Tanrı tüm resimlerde en rahat olandır. En rahat ve garantili yer onundur hep. Ama bu resimde tanrıyı aramayın. Çünkü ben bu fotoğrafın içindeki adamım ve her ne olduysa fotoğrafı çekerken, tanrıyı gözden kaçırdım. Deklanşöre bastığımda karşıma sadece ben ve ışık yansıması çıktı. Yani ben ve güneşin kaçaklığı…
Aramayın yalnızlığı bu resimde… Çünkü artık yalnız değilim ve tanrıyı aramıyorum mezarlıkta. Yitik bir umuttur bu resimdeki yansıma ve kaçan bir hayatı yakalama isteğidir. Bu yüzden bu fotoğrafta tanrıyı değil sadece beni arayın ve yalnız olmadığımı görün. Fotoğraflar biraz da bu yüzden vardır değil mi?

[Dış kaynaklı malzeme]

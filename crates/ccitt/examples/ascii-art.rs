use std::path::PathBuf;

use ccitt_t4_t6::{DecodeParams, FillOrder};
use clap::Parser;
use color_eyre::eyre;

#[derive(Parser)]
/// load a CCITT encoded file and write it to console
struct Options {
    /// path to input file
    file: PathBuf,
    /// width of the image
    #[clap(long, default_value_t = 1728)]
    width: usize,
    /// the K parameter (<0: Group 4, 0: Group 3 1D, >0: Group 3 2D)
    #[clap(short, default_value_t = -1, allow_hyphen_values = true)]
    k: i32,
    /// bits are stored least significant first
    #[clap(long)]
    reverse: bool,
    /// invert black and white
    #[clap(long)]
    invert: bool,
}

fn main() -> eyre::Result<()> {
    color_eyre::install()?;
    let opt = Options::parse();
    let file = std::fs::read(&opt.file)?;

    let params = DecodeParams {
        columns: opt.width,
        k: opt.k,
        black_is_1: true,
        fill_order: if opt.reverse {
            FillOrder::LsbToMsb
        } else {
            FillOrder::MsbToLsb
        },
        ..DecodeParams::default()
    };
    let bitmap = ccitt_t4_t6::decode(&file, &params)?;

    let mut string = String::new();
    ccitt_t4_t6::ascii_art(&mut string, &bitmap, opt.invert)?;
    print!("{}", string);

    Ok(())
}
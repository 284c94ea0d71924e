//! # Decoding parameters and entry points

use std::fmt;

use log::warn;

use crate::{
    bits::{BitCursor, FillOrder},
    g3, g42d,
    session::DecodeSession,
    Bitmap, DecodeFailure, FaxError, FaxResult,
};

/// Widest row the decoder accepts
pub const MAX_COLUMNS: usize = 1 << 20;

/// Largest bitmap the decoder allocates, in bytes
pub const MAX_BITMAP_BYTES: usize = 1 << 30;

/// The coding scheme of a page
#[derive(Debug, Copy, Clone, PartialEq, Eq)]
pub enum Coding {
    /// T.4 modified Huffman, one row at a time
    Group3OneD,
    /// T.4 modified READ, at most `k - 1` 2D rows after each 1D row
    Group3TwoD {
        /// Maximum distance between two 1D rows
        k: u32,
    },
    /// T.6 modified modified READ, 2D rows only
    Group4,
}

impl Coding {
    /// Select the scheme from the `K` parameter of a PDF `CCITTFaxDecode` filter
    pub fn from_k(k: i32) -> Self {
        match k {
            k if k < 0 => Self::Group4,
            0 => Self::Group3OneD,
            k => Self::Group3TwoD { k: k.unsigned_abs() },
        }
    }
}

impl fmt::Display for Coding {
    fn fmt(&self, f: &mut fmt::Formatter<'_>) -> fmt::Result {
        match self {
            Self::Group3OneD => f.write_str("Group 3 1D"),
            Self::Group3TwoD { k } => write!(f, "Group 3 2D (K={})", k),
            Self::Group4 => f.write_str("Group 4"),
        }
    }
}

impl TryFrom<u16> for FillOrder {
    type Error = FaxError;

    fn try_from(value: u16) -> FaxResult<Self> {
        Self::from_tag(value).ok_or(FaxError::UnsupportedFillOrder(value))
    }
}

/// Parameters of a CCITT encoded image
#[derive(Debug, Clone, PartialEq, Eq)]
pub struct DecodeParams {
    /// Pixels per row
    pub columns: usize,
    /// Number of rows, or `0` to decode until the data ends
    pub rows: usize,
    /// Coding scheme, see [`Coding::from_k`]
    pub k: i32,
    /// Whether each row (T.4 1D, T.6) or EOL (T.4 2D) starts on a byte boundary
    pub encoded_byte_align: bool,
    /// Whether the caller wants `1` bits to be black
    pub black_is_1: bool,
    /// The order of bits in a byte
    pub fill_order: FillOrder,
}

impl Default for DecodeParams {
    fn default() -> Self {
        Self {
            columns: 1728,
            rows: 0,
            k: 0,
            encoded_byte_align: false,
            black_is_1: false,
            fill_order: FillOrder::MsbToLsb,
        }
    }
}

impl DecodeParams {
    /// The coding scheme selected by `k`
    pub fn coding(&self) -> Coding {
        Coding::from_k(self.k)
    }

    /// Check that a bitmap of this size can be created
    ///
    /// At most [`MAX_COLUMNS`] columns are accepted, and a fixed height
    /// must keep the bitmap within [`MAX_BITMAP_BYTES`].
    pub fn validate(&self) -> FaxResult<()> {
        if self.columns == 0 {
            return Err(FaxError::ZeroColumns);
        }
        let too_large = FaxError::TooLarge {
            columns: self.columns,
            rows: self.rows,
        };
        if self.columns > MAX_COLUMNS {
            return Err(too_large);
        }
        match self.stride().checked_mul(self.rows) {
            Some(len) if len <= MAX_BITMAP_BYTES => Ok(()),
            _ => Err(too_large),
        }
    }

    fn stride(&self) -> usize {
        self.columns.div_ceil(8)
    }

    /// Rows that fit into [`MAX_BITMAP_BYTES`] when the height is open
    fn max_rows(&self) -> usize {
        MAX_BITMAP_BYTES / self.stride().max(1)
    }

    fn fixed_rows(&self) -> Option<usize> {
        (self.rows > 0).then_some(self.rows)
    }
}

/// Decode a page with the given scheme, without any fallback
///
/// The bitmap is not inverted, `1` bits are black.
pub fn try_decode(
    data: &[u8],
    params: &DecodeParams,
    coding: Coding,
) -> Result<Bitmap, DecodeFailure> {
    if let Err(error) = params.validate() {
        return Err(DecodeFailure {
            error,
            rows: 0,
            bitmap: Bitmap::new(0, 0),
        });
    }

    let rows = params.fixed_rows();
    let mut bitmap = Bitmap::new(params.columns, params.rows);
    let cursor = BitCursor::with_fill_order(data, params.fill_order);
    let width = params.columns.max(2);
    let mut session = DecodeSession::new(cursor, width, params.encoded_byte_align);
    session.max_rows = params.max_rows();
    let result = match coding {
        Coding::Group3OneD => g3::decode_1d(&mut session, &mut bitmap, rows),
        Coding::Group3TwoD { .. } => g3::decode_mixed(&mut session, &mut bitmap, rows),
        Coding::Group4 => g42d::decode_t6(&mut session, &mut bitmap, rows),
    };
    if rows.is_none() && session.row == session.max_rows {
        warn!(
            "page ended after {} rows, the size limit for {} columns",
            session.row, params.columns
        );
    }
    session.report();
    bitmap.clear_padding();

    match result {
        Ok(()) => Ok(bitmap),
        Err(error) => Err(DecodeFailure {
            error,
            rows: session.row,
            bitmap,
        }),
    }
}

/// Decode a page, retrying once as Group 4 if the selected scheme fails
///
/// Only invalid parameters are reported as an error. When decoding fails,
/// the rows decoded up to that point are returned. Unless `black_is_1` is
/// set, the bitmap is inverted before it is returned.
pub fn decode(data: &[u8], params: &DecodeParams) -> FaxResult<Bitmap> {
    params.validate()?;
    let coding = params.coding();
    let mut bitmap = match try_decode(data, params, coding) {
        Ok(bitmap) => bitmap,
        Err(first) if coding == Coding::Group4 => {
            warn!("{} decoding failed: {}", coding, first);
            first.bitmap
        }
        Err(first) => {
            warn!("{} decoding failed: {}, retrying as Group 4", coding, first);
            match try_decode(data, params, Coding::Group4) {
                Ok(bitmap) => bitmap,
                Err(second) => {
                    warn!("Group 4 decoding failed: {}", second);
                    if second.rows > first.rows {
                        second.bitmap
                    } else {
                        first.bitmap
                    }
                }
            }
        }
    };
    if !params.black_is_1 {
        bitmap.invert();
    }
    Ok(bitmap)
}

Bazı şeyleri unutup yok saymak için…
Can Murat DEMİR
ahh!tanrının insana en büyük armağanı ölüm..o kendince bir seçim yapıyor.yaşanmış ve yaşanacak tüm acıların sonu..nereye gittiğini bilmediğimiz insanların yasını tutarız mezarlıklarda..ya yaşadıklarını bildiklerimiz..ya bizim ölmeden gömdüklerimiz..tanrımı yaktı canımı? hayır..sadece onun ölümle ödüllendirilmemesini istiyorum..tanrıdan..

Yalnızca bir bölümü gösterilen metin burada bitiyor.